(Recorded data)
--------------------------------------------------

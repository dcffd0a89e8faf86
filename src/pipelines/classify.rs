/// Read classification: Kraken2 per sample (dispatched), Bracken
/// abundance estimation and MPA conversion per sample (sequential).

use std::fs;
use std::path::{Path, PathBuf};
use std::sync::Arc;

use log::{debug, error, info};

use crate::config::defs::{
    PipelineError, RunConfig, BRACKEN_TAG, HOSTILE_OUT_DIR, KRAKEN2_TAG, KRAKEN_OUT_DIR,
    KREPORT2MPA_TAG, UTIL_BRACKEN, UTIL_KRAKENTOOLS, UTIL_KRAKEN2, UTIL_KRAKEN_DB,
};
use crate::utils::command::{run_command, CommandSpec};
use crate::utils::dispatch::{dispatch, WorkerSlot};
use crate::utils::file::base_name;
use crate::utils::info::{names_list, resolve_base_dirs, tool_path};
use crate::utils::report::Reporter;

pub async fn run(config: Arc<RunConfig>, reporter: Reporter) -> Result<(), PipelineError> {
    reporter.banner(&config.study_name, "Classifying reads with the Kraken2 suite...");
    let base_dirs = resolve_base_dirs(&config)?;

    for base in &base_dirs {
        reporter.rule(&format!(
            "Classifying reads of all studies in {}",
            base_name(base)
        ));
        let studies = names_list(&base.join(&config.args.projects))?;
        info!("Found {} studies in {}", studies.len(), base_name(base));

        for study in &studies {
            reporter.rule(&format!("Running Kraken2 on {}", study));
            let study_dir = base.join(study);
            let hostile_out = study_dir.join(HOSTILE_OUT_DIR);
            let kraken_out = study_dir.join(KRAKEN_OUT_DIR);
            fs::create_dir_all(&kraken_out)?;

            let samples = names_list(&study_dir.join(&config.args.samples))?;
            info!("Project {} has {} samples...", study, samples.len());

            let reports = dispatch(
                &reporter,
                config.args.split_size,
                &samples,
                config.stagger(),
                config.policy(),
                |partition, slot| {
                    classify_partition(
                        config.clone(),
                        study.clone(),
                        hostile_out.clone(),
                        kraken_out.clone(),
                        partition,
                        slot,
                    )
                },
            )
            .await?;
            let classified: usize = reports.iter().map(|r| r.processed).sum();
            debug!("Workers classified {} samples of {}", classified, study);

            run_bracken(&config, &reporter, study, &kraken_out, &samples).await?;
            convert_to_mpa(&config, &reporter, study, &kraken_out, &samples).await?;

            reporter.rule(&format!("Completed read classification for {}", study));
        }
        reporter.rule(&format!(
            "Completed read classification for all studies in {}",
            base_name(base)
        ));
    }
    Ok(())
}

async fn classify_partition(
    config: Arc<RunConfig>,
    study: String,
    hostile_out: PathBuf,
    kraken_out: PathBuf,
    partition: Vec<String>,
    slot: WorkerSlot,
) -> Result<(), PipelineError> {
    let kraken_env = tool_path(&config.utility_paths, UTIL_KRAKEN2)?.to_string();
    let kraken_db = tool_path(&config.utility_paths, UTIL_KRAKEN_DB)?.to_string();
    let total = partition.len();

    for (i, sample) in partition.iter().enumerate() {
        slot.update(&format!(
            "Classifying reads of {} > {} ({}/{})",
            study,
            sample,
            i + 1,
            total
        ));

        let sample_out = kraken_out.join(sample);
        fs::create_dir_all(&sample_out)?;
        if sample_out.join(format!("{}.report", sample)).is_file() {
            info!("Already classified the reads of {}. Skipping...", sample);
            slot.item_done();
            continue;
        }

        info!("Running Kraken2 on {}...", sample);
        let spec = CommandSpec::mamba_run(&kraken_env, KRAKEN2_TAG)
            .args(["classify", "--db"])
            .arg(kraken_db.as_str())
            .arg("--memory-mapping")
            .arg("--threads")
            .arg(config.args.threads.to_string())
            .arg("--paired")
            .arg("--output")
            .arg(sample_out.join(format!("{}.out", sample)).display().to_string())
            .arg("--report")
            .arg(
                sample_out
                    .join(format!("{}.report", sample))
                    .display()
                    .to_string(),
            )
            .arg("--use-names")
            .arg(
                hostile_out
                    .join(format!("{}_R1.clean_1.fastq.gz", sample))
                    .display()
                    .to_string(),
            )
            .arg(
                hostile_out
                    .join(format!("{}_R2.clean_2.fastq.gz", sample))
                    .display()
                    .to_string(),
            );
        let result = run_command(
            slot.reporter(),
            &spec,
            Some(&format!("Running Kraken2 on {}", sample)),
        )
        .await?;
        if !result.success() {
            error!(
                "{}",
                PipelineError::ToolExecution {
                    tool: KRAKEN2_TAG.to_string(),
                    context: format!("{} > {}", study, sample),
                    status: result.status,
                }
            );
        }
        slot.item_done();
    }
    Ok(())
}

async fn run_bracken(
    config: &RunConfig,
    reporter: &Reporter,
    study: &str,
    kraken_out: &Path,
    samples: &[String],
) -> Result<(), PipelineError> {
    let bracken_env = tool_path(&config.utility_paths, UTIL_BRACKEN)?;
    let kraken_db = tool_path(&config.utility_paths, UTIL_KRAKEN_DB)?;

    for sample in samples {
        let sample_out = kraken_out.join(sample);
        if sample_out.join(format!("{}.bracken", sample)).is_file() {
            info!("Already estimated the abundance of {}. Skipping...", sample);
            continue;
        }
        info!("Running Bracken on {}...", sample);
        let spec = CommandSpec::mamba_run(bracken_env, BRACKEN_TAG)
            .arg("-d")
            .arg(kraken_db)
            .arg("-i")
            .arg(
                sample_out
                    .join(format!("{}.report", sample))
                    .display()
                    .to_string(),
            )
            .arg("-o")
            .arg(
                sample_out
                    .join(format!("{}.bracken", sample))
                    .display()
                    .to_string(),
            );
        let result = run_command(reporter, &spec, Some("Calculating abundances with Bracken")).await?;
        if !result.success() {
            error!(
                "{}",
                PipelineError::ToolExecution {
                    tool: BRACKEN_TAG.to_string(),
                    context: format!("{} > {}", study, sample),
                    status: result.status,
                }
            );
        }
    }
    reporter.rule(&format!("Generated abundance tables for {}", study));
    Ok(())
}

async fn convert_to_mpa(
    config: &RunConfig,
    reporter: &Reporter,
    study: &str,
    kraken_out: &Path,
    samples: &[String],
) -> Result<(), PipelineError> {
    let krakentools_env = tool_path(&config.utility_paths, UTIL_KRAKENTOOLS)?;

    for sample in samples {
        let sample_out = kraken_out.join(sample);
        if sample_out.join(format!("{}_mpa.txt", sample)).is_file() {
            info!("MPA file already exists for {}. Skipping...", sample);
            continue;
        }
        info!("Converting {}'s Bracken report to MPA format...", sample);
        let spec = CommandSpec::mamba_run(krakentools_env, KREPORT2MPA_TAG)
            .arg("-r")
            .arg(
                sample_out
                    .join(format!("{}_bracken_species.report", sample))
                    .display()
                    .to_string(),
            )
            .arg("-o")
            .arg(
                sample_out
                    .join(format!("{}_mpa.txt", sample))
                    .display()
                    .to_string(),
            );
        let result = run_command(reporter, &spec, None).await?;
        if !result.success() {
            error!(
                "{}",
                PipelineError::ToolExecution {
                    tool: KREPORT2MPA_TAG.to_string(),
                    context: format!("{} > {}", study, sample),
                    status: result.status,
                }
            );
        }
    }
    reporter.rule(&format!("Converted {}'s Bracken reports to MPA format", study));
    Ok(())
}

--------------------------------------------------

- TASK DESCRIPTION
The reply should restate the records above in full, character for character.

- RESPONSE
repository dcffd0a89e8faf86
filename src/pipelines/classify.rs
/// Read classification: Kraken2 per sample (dispatched), Bracken
/// abundance estimation and MPA conversion per sample (sequential).

use std::fs;
use std::path::{Path, PathBuf};
use std::sync::Arc;

use log::{debug, error, info};

use crate::config::defs::{
    PipelineError, RunConfig, BRACKEN_TAG, HOSTILE_OUT_DIR, KRAKEN2_TAG, KRAKEN_OUT_DIR,
    KREPORT2MPA_TAG, UTIL_BRACKEN, UTIL_KRAKENTOOLS, UTIL_KRAKEN2, UTIL_KRAKEN_DB,
};
use crate::utils::command::{run_command, CommandSpec};
use crate::utils::dispatch::{dispatch, WorkerSlot};
use crate::utils::file::base_name;
use crate::utils::info::{names_list, resolve_base_dirs, tool_path};
use crate::utils::report::Reporter;

pub async fn run(config: Arc<RunConfig>, reporter: Reporter) -> Result<(), PipelineError> {
    reporter.banner(&config.study_name, "Classifying reads with the Kraken2 suite...");
    let base_dirs = resolve_base_dirs(&config)?;

    for base in &base_dirs {
        reporter.rule(&format!(
            "Classifying reads of all studies in {}",
            base_name(base)
        ));
        let studies = names_list(&base.join(&config.args.projects))?;
        info!("Found {} studies in {}", studies.len(), base_name(base));

        for study in &studies {
            reporter.rule(&format!("Running Kraken2 on {}", study));
            let study_dir = base.join(study);
            let hostile_out = study_dir.join(HOSTILE_OUT_DIR);
            let kraken_out = study_dir.join(KRAKEN_OUT_DIR);
            fs::create_dir_all(&kraken_out)?;

            let samples = names_list(&study_dir.join(&config.args.samples))?;
            info!("Project {} has {} samples...", study, samples.len());

            let reports = dispatch(
                &reporter,
                config.args.split_size,
                &samples,
                config.stagger(),
                config.policy(),
                |partition, slot| {
                    classify_partition(
                        config.clone(),
                        study.clone(),
                        hostile_out.clone(),
                        kraken_out.clone(),
                        partition,
                        slot,
                    )
                },
            )
            .await?;
            let classified: usize = reports.iter().map(|r| r.processed).sum();
            debug!("Workers classified {} samples of {}", classified, study);

            run_bracken(&config, &reporter, study, &kraken_out, &samples).await?;
            convert_to_mpa(&config, &reporter, study, &kraken_out, &samples).await?;

            reporter.rule(&format!("Completed read classification for {}", study));
        }
        reporter.rule(&format!(
            "Completed read classification for all studies in {}",
            base_name(base)
        ));
    }
    Ok(())
}

async fn classify_partition(
    config: Arc<RunConfig>,
    study: String,
    hostile_out: PathBuf,
    kraken_out: PathBuf,
    partition: Vec<String>,
    slot: WorkerSlot,
) -> Result<(), PipelineError> {
    let kraken_env = tool_path(&config.utility_paths, UTIL_KRAKEN2)?.to_string();
    let kraken_db = tool_path(&config.utility_paths, UTIL_KRAKEN_DB)?.to_string();
    let total = partition.len();

    for (i, sample) in partition.iter().enumerate() {
        slot.update(&format!(
            "Classifying reads of {} > {} ({}/{})",
            study,
            sample,
            i + 1,
            total
        ));

        let sample_out = kraken_out.join(sample);
        fs::create_dir_all(&sample_out)?;
        if sample_out.join(format!("{}.report", sample)).is_file() {
            info!("Already classified the reads of {}. Skipping...", sample);
            slot.item_done();
            continue;
        }

        info!("Running Kraken2 on {}...", sample);
        let spec = CommandSpec::mamba_run(&kraken_env, KRAKEN2_TAG)
            .args(["classify", "--db"])
            .arg(kraken_db.as_str())
            .arg("--memory-mapping")
            .arg("--threads")
            .arg(config.args.threads.to_string())
            .arg("--paired")
            .arg("--output")
            .arg(sample_out.join(format!("{}.out", sample)).display().to_string())
            .arg("--report")
            .arg(
                sample_out
                    .join(format!("{}.report", sample))
                    .display()
                    .to_string(),
            )
            .arg("--use-names")
            .arg(
                hostile_out
                    .join(format!("{}_R1.clean_1.fastq.gz", sample))
                    .display()
                    .to_string(),
            )
            .arg(
                hostile_out
                    .join(format!("{}_R2.clean_2.fastq.gz", sample))
                    .display()
                    .to_string(),
            );
        let result = run_command(
            slot.reporter(),
            &spec,
            Some(&format!("Running Kraken2 on {}", sample)),
        )
        .await?;
        if !result.success() {
            error!(
                "{}",
                PipelineError::ToolExecution {
                    tool: KRAKEN2_TAG.to_string(),
                    context: format!("{} > {}", study, sample),
                    status: result.status,
                }
            );
        }
        slot.item_done();
    }
    Ok(())
}

async fn run_bracken(
    config: &RunConfig,
    reporter: &Reporter,
    study: &str,
    kraken_out: &Path,
    samples: &[String],
) -> Result<(), PipelineError> {
    let bracken_env = tool_path(&config.utility_paths, UTIL_BRACKEN)?;
    let kraken_db = tool_path(&config.utility_paths, UTIL_KRAKEN_DB)?;

    for sample in samples {
        let sample_out = kraken_out.join(sample);
        if sample_out.join(format!("{}.bracken", sample)).is_file() {
            info!("Already estimated the abundance of {}. Skipping...", sample);
            continue;
        }
        info!("Running Bracken on {}...", sample);
        let spec = CommandSpec::mamba_run(bracken_env, BRACKEN_TAG)
            .arg("-d")
            .arg(kraken_db)
            .arg("-i")
            .arg(
                sample_out
                    .join(format!("{}.report", sample))
                    .display()
                    .to_string(),
            )
            .arg("-o")
            .arg(
                sample_out
                    .join(format!("{}.bracken", sample))
                    .display()
                    .to_string(),
            );
        let result = run_command(reporter, &spec, Some("Calculating abundances with Bracken")).await?;
        if !result.success() {
            error!(
                "{}",
                PipelineError::ToolExecution {
                    tool: BRACKEN_TAG.to_string(),
                    context: format!("{} > {}", study, sample),
                    status: result.status,
                }
            );
        }
    }
    reporter.rule(&format!("Generated abundance tables for {}", study));
    Ok(())
}

async fn convert_to_mpa(
    config: &RunConfig,
    reporter: &Reporter,
    study: &str,
    kraken_out: &Path,
    samples: &[String],
) -> Result<(), PipelineError> {
    let krakentools_env = tool_path(&config.utility_paths, UTIL_KRAKENTOOLS)?;

    for sample in samples {
        let sample_out = kraken_out.join(sample);
        if sample_out.join(format!("{}_mpa.txt", sample)).is_file() {
            info!("MPA file already exists for {}. Skipping...", sample);
            continue;
        }
        info!("Converting {}'s Bracken report to MPA format...", sample);
        let spec = CommandSpec::mamba_run(krakentools_env, KREPORT2MPA_TAG)
            .arg("-r")
            .arg(
                sample_out
                    .join(format!("{}_bracken_species.report", sample))
                    .display()
                    .to_string(),
            )
            .arg("-o")
            .arg(
                sample_out
                    .join(format!("{}_mpa.txt", sample))
                    .display()
                    .to_string(),
            );
        let result = run_command(reporter, &spec, None).await?;
        if !result.success() {
            error!(
                "{}",
                PipelineError::ToolExecution {
                    tool: KREPORT2MPA_TAG.to_string(),
                    context: format!("{} > {}", study, sample),
                    status: result.status,
                }
            );
        }
    }
    reporter.rule(&format!("Converted {}'s Bracken reports to MPA format", study));
    Ok(())
}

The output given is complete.